Improving Generalization Performance by Switching from Adam to SGD
Nitish Shirish Keskar, Richard Socher
TL;DR
This work tackles the generalization disparity between adaptive optimizers like Adam and SGD by introducing SWATS, a hybrid method that starts with Adam and automatically switches to SGD based on a gradient-subspace projection criterion. The switch employs a closed-form SGD learning rate derived from projecting the Adam step onto the gradient and stabilizes this estimate via an exponential average. Across diverse benchmarks (CIFAR-10/100, Tiny-ImageNet, PTB, WT2), SWATS often matches or surpasses the best of SGD or Adam without adding hyperparameters, effectively closing the generalization gap in many tasks. The findings highlight the potential of hybrid optimization strategies to balance rapid initial progress with robust generalization in deep learning.
Abstract
Despite superior training outcomes, adaptive optimization methods such as Adam, Adagrad or RMSprop have been found to generalize poorly compared to Stochastic gradient descent (SGD). These methods tend to perform well in the initial portion of training but are outperformed by SGD at later stages of training. We investigate a hybrid strategy that begins training with an adaptive method and switches to SGD when appropriate. Concretely, we propose SWATS, a simple strategy which switches from Adam to SGD when a triggering condition is satisfied. The condition we propose relates to the projection of Adam steps on the gradient subspace. By design, the monitoring process for this condition adds very little overhead and does not increase the number of hyperparameters in the optimizer.

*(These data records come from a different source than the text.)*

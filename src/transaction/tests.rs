use std::sync::Arc;
use std::time::Duration;

use parking_lot::Mutex;

use super::{PostTransactionAction, Xid};
use crate::broker::{Broker, Message};
use crate::persistence::dao::MessageDao;
use crate::tests::support::{RecordingDao, message, settings};
use crate::utils::BrokerError;

type Log = Arc<Mutex<Vec<String>>>;

struct Hook {
    name: &'static str,
    log: Log,
}

impl PostTransactionAction for Hook {
    fn post_commit(&mut self) {
        self.log.lock().push(format!("commit:{}", self.name));
    }

    fn on_rollback(&mut self) {
        self.log.lock().push(format!("rollback:{}", self.name));
    }
}

fn hook(name: &'static str, log: &Log) -> Option<Box<dyn PostTransactionAction>> {
    Some(Box::new(Hook {
        name,
        log: log.clone(),
    }))
}

fn broker_with(dao: &Arc<RecordingDao>) -> Arc<Broker> {
    let broker = Broker::with_dao(dao.clone(), settings()).unwrap();
    broker.declare_queue("q", true).unwrap();
    broker
}

fn next_message(broker: &Broker, body: &str) -> Message {
    message(broker.next_message_id().unwrap(), "q", true, body)
}

fn queued_ids(broker: &Broker) -> Vec<u64> {
    broker.queue("q").unwrap().buffer().ids()
}

fn is_validation<T>(result: Result<T, BrokerError>) -> bool {
    matches!(result, Err(BrokerError::Validation(_)))
}

#[test]
fn test_auto_commit_enqueue_runs_hook() {
    let broker = broker_with(&RecordingDao::new());
    let log = Log::default();
    let mut tx = broker.new_auto_commit_transaction();

    let published = next_message(&broker, "a");
    tx.enqueue(published.clone(), hook("a", &log)).unwrap();

    assert_eq!(*log.lock(), vec!["commit:a"]);
    assert_eq!(queued_ids(&broker), vec![published.internal_id()]);
    assert!(!tx.is_transactional());
    assert!(tx.commit().is_ok());
    assert!(tx.rollback().is_ok());
}

#[test]
fn test_auto_commit_dequeue_hook_runs_even_on_failure() {
    let broker = broker_with(&RecordingDao::new());
    let log = Log::default();
    let mut tx = broker.new_auto_commit_transaction();

    let orphan = next_message(&broker, "x");
    let result = tx.dequeue("missing", orphan.detachable().clone(), hook("ack", &log));

    assert!(matches!(result, Err(BrokerError::UnknownQueue(_))));
    assert_eq!(*log.lock(), vec!["commit:ack"]);
}

#[test]
fn test_local_commit_runs_hooks_in_order() {
    let broker = broker_with(&RecordingDao::new());
    let log = Log::default();
    let mut tx = broker.new_local_transaction();

    tx.enqueue(next_message(&broker, "1"), hook("first", &log)).unwrap();
    tx.enqueue(next_message(&broker, "2"), hook("second", &log)).unwrap();
    assert!(log.lock().is_empty());
    assert!(tx.is_transactional());

    tx.commit().unwrap();
    assert_eq!(*log.lock(), vec!["commit:first", "commit:second"]);
    assert_eq!(queued_ids(&broker).len(), 2);
}

#[test]
fn test_local_commit_refused_after_failed_operation() {
    let broker = broker_with(&RecordingDao::new());
    let log = Log::default();
    let mut tx = broker.new_local_transaction();

    tx.enqueue(next_message(&broker, "ok"), hook("ok", &log)).unwrap();
    let orphan = next_message(&broker, "gone");
    assert!(tx.dequeue("missing", orphan.detachable().clone(), hook("bad", &log)).is_err());

    assert!(is_validation(tx.commit()));
    assert!(log.lock().is_empty());

    tx.rollback().unwrap();
    assert_eq!(*log.lock(), vec!["rollback:ok", "rollback:bad"]);
}

#[test]
fn test_local_transaction_rolled_back_on_close() {
    let broker = broker_with(&RecordingDao::new());
    let log = Log::default();
    let mut tx = broker.new_local_transaction();
    tx.enqueue(next_message(&broker, "1"), hook("pending", &log)).unwrap();

    tx.on_close();
    assert_eq!(*log.lock(), vec!["rollback:pending"]);
}

#[test]
fn test_dtx_operations_refused_outside_distributed_session() {
    let broker = broker_with(&RecordingDao::new());
    let xid = Xid::new(1, "g", "b");

    let mut auto = broker.new_auto_commit_transaction();
    assert!(is_validation(auto.start(&xid, false, false)));
    assert!(is_validation(auto.prepare(&xid)));

    let mut local = broker.new_local_transaction();
    assert!(is_validation(local.commit_xid(&xid, true)));
    assert!(is_validation(local.set_timeout(&xid, Duration::from_secs(1))));

    let mut distributed = broker.new_distributed_transaction(1);
    assert!(is_validation(distributed.commit()));
}

#[test]
fn test_dtx_two_phase_commit() {
    let dao = RecordingDao::new();
    let broker = broker_with(&dao);
    let xid = Xid::new(1, "global", "branch");
    let mut tx = broker.new_distributed_transaction(1);

    tx.start(&xid, false, false).unwrap();
    assert!(tx.is_transactional());
    let enqueued = next_message(&broker, "tx");
    tx.enqueue(enqueued.clone(), None).unwrap();
    tx.end(&xid, false, false).unwrap();
    assert!(queued_ids(&broker).is_empty());

    tx.prepare(&xid).unwrap();
    assert_eq!(broker.dtx_registry().prepared_xids(), vec![xid.clone()]);
    assert!(dao.stored_ids().is_empty());

    tx.commit_xid(&xid, false).unwrap();
    assert_eq!(queued_ids(&broker), vec![enqueued.internal_id()]);
    assert_eq!(dao.stored_ids(), vec![enqueued.internal_id()]);
    assert!(!broker.dtx_registry().is_registered(&xid));
    assert!(broker.store().stored_xids().unwrap().is_empty());
}

#[test]
fn test_dtx_commit_phase_checks() {
    let broker = broker_with(&RecordingDao::new());
    let xid = Xid::new(1, "g", "b");
    let mut tx = broker.new_distributed_transaction(1);

    tx.start(&xid, false, false).unwrap();
    assert!(is_validation(tx.commit_xid(&xid, true)));
    tx.end(&xid, false, false).unwrap();

    assert!(is_validation(tx.commit_xid(&xid, false)));
    tx.prepare(&xid).unwrap();
    assert!(is_validation(tx.commit_xid(&xid, true)));
    tx.commit_xid(&xid, false).unwrap();

    assert!(matches!(
        tx.commit_xid(&xid, false),
        Err(BrokerError::UnknownXid(_))
    ));
}

#[test]
fn test_dtx_one_phase_commit_of_dequeue() {
    let dao = RecordingDao::new();
    let broker = broker_with(&dao);
    let published = next_message(&broker, "consume me");
    broker.publish(published.clone()).unwrap();
    broker.store().sync();
    let delivered = broker.queue("q").unwrap().take_for_delivery().unwrap();

    let xid = Xid::new(1, "g", "b");
    let mut tx = broker.new_distributed_transaction(1);
    tx.start(&xid, false, false).unwrap();
    tx.dequeue("q", delivered.detachable().clone(), None).unwrap();
    tx.end(&xid, false, false).unwrap();
    assert_eq!(queued_ids(&broker), vec![published.internal_id()]);

    tx.commit_xid(&xid, true).unwrap();
    assert!(queued_ids(&broker).is_empty());
    assert!(dao.stored_ids().is_empty());
}

#[test]
fn test_dtx_start_checks() {
    let broker = broker_with(&RecordingDao::new());
    let xid = Xid::new(1, "g", "b");
    let mut first = broker.new_distributed_transaction(1);
    let mut second = broker.new_distributed_transaction(2);

    assert!(is_validation(first.start(&xid, true, true)));
    assert!(matches!(
        first.start(&xid, true, false),
        Err(BrokerError::UnknownXid(_))
    ));

    first.start(&xid, false, false).unwrap();
    assert!(is_validation(second.start(&xid, false, false)));
    second.start(&xid, true, false).unwrap();
}

#[test]
fn test_dtx_suspend_and_resume() {
    let broker = broker_with(&RecordingDao::new());
    let xid = Xid::new(1, "g", "b");
    let mut owner = broker.new_distributed_transaction(1);
    let mut other = broker.new_distributed_transaction(2);

    owner.start(&xid, false, false).unwrap();
    owner.end(&xid, false, true).unwrap();
    assert!(!owner.is_transactional());

    assert!(is_validation(other.start(&xid, false, true)));
    owner.start(&xid, false, true).unwrap();
    assert!(is_validation(other.end(&xid, false, false)));
    owner.end(&xid, false, false).unwrap();
}

#[test]
fn test_dtx_failed_end_forces_rollback() {
    let dao = RecordingDao::new();
    let broker = broker_with(&dao);
    let xid = Xid::new(1, "g", "b");
    let mut tx = broker.new_distributed_transaction(1);

    tx.start(&xid, false, false).unwrap();
    tx.enqueue(next_message(&broker, "never"), None).unwrap();
    tx.end(&xid, true, false).unwrap();

    assert!(is_validation(tx.prepare(&xid)));
    assert!(is_validation(tx.commit_xid(&xid, true)));
    tx.rollback_xid(&xid).unwrap();

    broker.store().sync();
    assert!(queued_ids(&broker).is_empty());
    assert!(dao.writes().is_empty());
    assert!(!broker.dtx_registry().is_registered(&xid));
}

#[test]
fn test_dtx_timeout_rolls_back_branch() {
    let broker = broker_with(&RecordingDao::new());
    let xid = Xid::new(1, "g", "b");
    let mut tx = broker.new_distributed_transaction(1);

    tx.start(&xid, false, false).unwrap();
    tx.enqueue(next_message(&broker, "late"), None).unwrap();
    tx.end(&xid, false, false).unwrap();
    tx.set_timeout(&xid, Duration::from_millis(1)).unwrap();
    std::thread::sleep(Duration::from_millis(20));

    assert!(is_validation(tx.prepare(&xid)));
    assert!(!broker.dtx_registry().is_registered(&xid));
    assert!(queued_ids(&broker).is_empty());
}

#[test]
fn test_expired_branches_swept() {
    let broker = broker_with(&RecordingDao::new());
    let xid = Xid::new(1, "g", "b");
    let mut tx = broker.new_distributed_transaction(1);
    tx.start(&xid, false, false).unwrap();
    tx.set_timeout(&xid, Duration::from_millis(1)).unwrap();
    std::thread::sleep(Duration::from_millis(20));

    assert_eq!(broker.dtx_registry().rollback_expired(), 1);
    assert!(!broker.dtx_registry().is_registered(&xid));
}

#[test]
fn test_forget_requires_heuristic_outcome() {
    let broker = broker_with(&RecordingDao::new());
    let xid = Xid::new(1, "g", "b");
    let mut tx = broker.new_distributed_transaction(1);
    tx.start(&xid, false, false).unwrap();
    tx.end(&xid, false, false).unwrap();

    assert!(is_validation(tx.forget(&xid)));
    assert!(matches!(
        tx.forget(&Xid::new(1, "other", "b")),
        Err(BrokerError::UnknownXid(_))
    ));
}

#[test]
fn test_prepared_branch_committed_after_restart() {
    let dao = RecordingDao::new();
    let xid = Xid::new(7, "recover", "me");
    let enqueued_id = {
        let broker = broker_with(&dao);
        let mut tx = broker.new_distributed_transaction(1);
        tx.start(&xid, false, false).unwrap();
        let enqueued = next_message(&broker, "prepared");
        tx.enqueue(enqueued.clone(), None).unwrap();
        tx.end(&xid, false, false).unwrap();
        tx.prepare(&xid).unwrap();
        broker.shutdown();
        enqueued.internal_id()
    };

    let broker = broker_with(&dao);
    assert!(broker.next_message_id().unwrap() > enqueued_id);
    assert_eq!(broker.dtx_registry().prepared_xids(), vec![xid.clone()]);
    assert!(is_validation(broker.dtx_registry().branch(&xid)));
    assert!(queued_ids(&broker).is_empty());

    let mut tx = broker.new_distributed_transaction(2);
    tx.commit_xid(&xid, false).unwrap();

    assert_eq!(queued_ids(&broker), vec![enqueued_id]);
    assert_eq!(dao.stored_ids(), vec![enqueued_id]);
    assert!(broker.dtx_registry().prepared_xids().is_empty());
    assert!(dao.stored_xids().unwrap().is_empty());
}

#[test]
fn test_prepared_dequeue_committed_after_restart() {
    let dao = RecordingDao::new();
    let xid = Xid::new(7, "recover", "dequeue");
    let published_id = {
        let broker = broker_with(&dao);
        let published = next_message(&broker, "stored");
        broker.publish(published.clone()).unwrap();
        broker.store().sync();

        let mut tx = broker.new_distributed_transaction(1);
        tx.start(&xid, false, false).unwrap();
        tx.dequeue("q", published.detachable().clone(), None).unwrap();
        tx.end(&xid, false, false).unwrap();
        tx.prepare(&xid).unwrap();
        broker.shutdown();
        published.internal_id()
    };

    let broker = broker_with(&dao);
    assert_eq!(queued_ids(&broker), vec![published_id]);

    let mut tx = broker.new_distributed_transaction(2);
    tx.commit_xid(&xid, false).unwrap();
    assert!(queued_ids(&broker).is_empty());
    assert!(dao.stored_ids().is_empty());
}

#[test]
fn test_prepared_branch_rolled_back_after_restart() {
    let dao = RecordingDao::new();
    let xid = Xid::new(7, "recover", "rb");
    {
        let broker = broker_with(&dao);
        let mut tx = broker.new_distributed_transaction(1);
        tx.start(&xid, false, false).unwrap();
        tx.enqueue(next_message(&broker, "discarded"), None).unwrap();
        tx.end(&xid, false, false).unwrap();
        tx.prepare(&xid).unwrap();
        broker.shutdown();
    }

    let broker = broker_with(&dao);
    let mut tx = broker.new_distributed_transaction(2);
    tx.rollback_xid(&xid).unwrap();

    assert!(queued_ids(&broker).is_empty());
    assert!(dao.stored_ids().is_empty());
    assert!(dao.stored_xids().unwrap().is_empty());
    assert!(matches!(
        tx.rollback_xid(&xid),
        Err(BrokerError::UnknownXid(_))
    ));
}

#[test]
fn test_xid_equality_ignores_format() {
    let a = Xid::new(1, "g", "b");
    let b = Xid::new(2, "g", "b");
    assert_eq!(a, b);
    assert_ne!(a, Xid::new(1, "g", "c"));
    assert_eq!(a.to_key(), b.to_key());
    assert_ne!(Xid::new(1, "ab", "c").to_key(), Xid::new(1, "a", "bc").to_key());
}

We report experiments on several standard benchmarks such as: ResNet, SENet, DenseNet and PyramidNet for the CIFAR-10 and CIFAR-100 data sets, ResNet on the tiny-ImageNet data set and language modeling with recurrent networks on the PTB and WT2 data sets. The results show that our strategy is capable of closing the generalization gap between SGD and Adam on a majority of the tasks.